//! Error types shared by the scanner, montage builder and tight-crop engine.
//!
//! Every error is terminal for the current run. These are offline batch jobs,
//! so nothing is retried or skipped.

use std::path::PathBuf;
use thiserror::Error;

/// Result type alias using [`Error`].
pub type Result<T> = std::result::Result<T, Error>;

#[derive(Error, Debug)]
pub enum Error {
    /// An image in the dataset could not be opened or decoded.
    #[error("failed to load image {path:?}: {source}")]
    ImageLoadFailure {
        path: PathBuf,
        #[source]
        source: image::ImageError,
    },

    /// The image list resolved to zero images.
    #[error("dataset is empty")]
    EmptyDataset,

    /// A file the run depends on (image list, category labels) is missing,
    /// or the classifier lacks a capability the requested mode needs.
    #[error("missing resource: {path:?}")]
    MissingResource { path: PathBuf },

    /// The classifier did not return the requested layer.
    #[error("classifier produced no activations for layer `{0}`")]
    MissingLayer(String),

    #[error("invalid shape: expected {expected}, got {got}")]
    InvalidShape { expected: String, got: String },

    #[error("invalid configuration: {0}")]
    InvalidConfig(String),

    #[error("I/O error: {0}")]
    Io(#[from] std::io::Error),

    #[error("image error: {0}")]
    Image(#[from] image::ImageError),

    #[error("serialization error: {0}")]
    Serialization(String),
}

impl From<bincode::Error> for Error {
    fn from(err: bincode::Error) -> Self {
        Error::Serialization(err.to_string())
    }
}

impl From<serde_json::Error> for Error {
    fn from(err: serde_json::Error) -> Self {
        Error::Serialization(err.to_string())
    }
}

--

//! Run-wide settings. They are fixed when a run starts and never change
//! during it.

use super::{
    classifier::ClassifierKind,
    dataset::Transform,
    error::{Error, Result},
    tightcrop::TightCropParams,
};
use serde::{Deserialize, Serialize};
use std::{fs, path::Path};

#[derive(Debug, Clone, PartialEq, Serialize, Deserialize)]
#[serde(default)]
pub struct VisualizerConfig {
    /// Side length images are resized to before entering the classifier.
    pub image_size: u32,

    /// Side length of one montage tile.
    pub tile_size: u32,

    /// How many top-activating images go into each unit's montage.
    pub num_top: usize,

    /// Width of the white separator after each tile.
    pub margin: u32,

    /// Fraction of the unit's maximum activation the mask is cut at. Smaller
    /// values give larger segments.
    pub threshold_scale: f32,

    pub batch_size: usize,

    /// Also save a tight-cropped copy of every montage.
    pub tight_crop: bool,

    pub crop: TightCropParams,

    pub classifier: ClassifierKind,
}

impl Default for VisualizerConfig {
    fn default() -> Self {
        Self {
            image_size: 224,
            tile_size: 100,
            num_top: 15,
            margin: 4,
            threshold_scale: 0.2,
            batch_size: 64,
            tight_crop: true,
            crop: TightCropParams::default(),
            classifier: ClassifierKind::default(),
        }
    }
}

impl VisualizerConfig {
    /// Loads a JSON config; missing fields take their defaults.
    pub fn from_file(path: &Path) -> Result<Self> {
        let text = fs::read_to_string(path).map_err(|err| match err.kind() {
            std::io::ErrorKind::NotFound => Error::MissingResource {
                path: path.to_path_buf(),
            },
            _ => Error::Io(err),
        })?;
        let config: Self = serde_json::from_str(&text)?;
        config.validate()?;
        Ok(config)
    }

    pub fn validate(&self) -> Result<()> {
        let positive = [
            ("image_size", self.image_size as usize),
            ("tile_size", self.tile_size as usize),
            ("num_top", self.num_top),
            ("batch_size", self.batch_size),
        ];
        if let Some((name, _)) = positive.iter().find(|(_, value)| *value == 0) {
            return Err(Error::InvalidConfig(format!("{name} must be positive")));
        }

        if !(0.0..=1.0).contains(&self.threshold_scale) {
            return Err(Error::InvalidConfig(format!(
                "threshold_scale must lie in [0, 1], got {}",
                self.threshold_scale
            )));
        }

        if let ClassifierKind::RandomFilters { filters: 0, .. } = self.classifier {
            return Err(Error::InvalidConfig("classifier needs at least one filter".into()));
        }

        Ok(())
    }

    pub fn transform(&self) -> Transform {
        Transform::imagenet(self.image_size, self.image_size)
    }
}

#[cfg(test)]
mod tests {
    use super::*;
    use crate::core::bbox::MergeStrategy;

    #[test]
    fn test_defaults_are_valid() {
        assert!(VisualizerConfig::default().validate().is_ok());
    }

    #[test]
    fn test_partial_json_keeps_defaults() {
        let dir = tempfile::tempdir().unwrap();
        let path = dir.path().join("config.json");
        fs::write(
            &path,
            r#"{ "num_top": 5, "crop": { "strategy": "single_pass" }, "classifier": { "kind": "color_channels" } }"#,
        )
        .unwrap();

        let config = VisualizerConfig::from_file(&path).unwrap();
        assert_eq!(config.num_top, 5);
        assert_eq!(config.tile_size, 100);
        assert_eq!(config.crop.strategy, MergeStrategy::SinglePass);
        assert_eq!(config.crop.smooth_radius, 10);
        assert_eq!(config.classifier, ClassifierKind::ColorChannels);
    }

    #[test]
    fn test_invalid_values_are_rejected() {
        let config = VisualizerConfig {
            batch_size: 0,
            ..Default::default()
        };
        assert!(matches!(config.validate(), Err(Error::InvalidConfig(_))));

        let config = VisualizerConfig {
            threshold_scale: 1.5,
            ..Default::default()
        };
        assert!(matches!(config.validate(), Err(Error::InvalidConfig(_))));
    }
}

> **What is required**: Only the count is wanted. Count the lines of the data above that include the string "Serialize".

> **Response to the task**: 2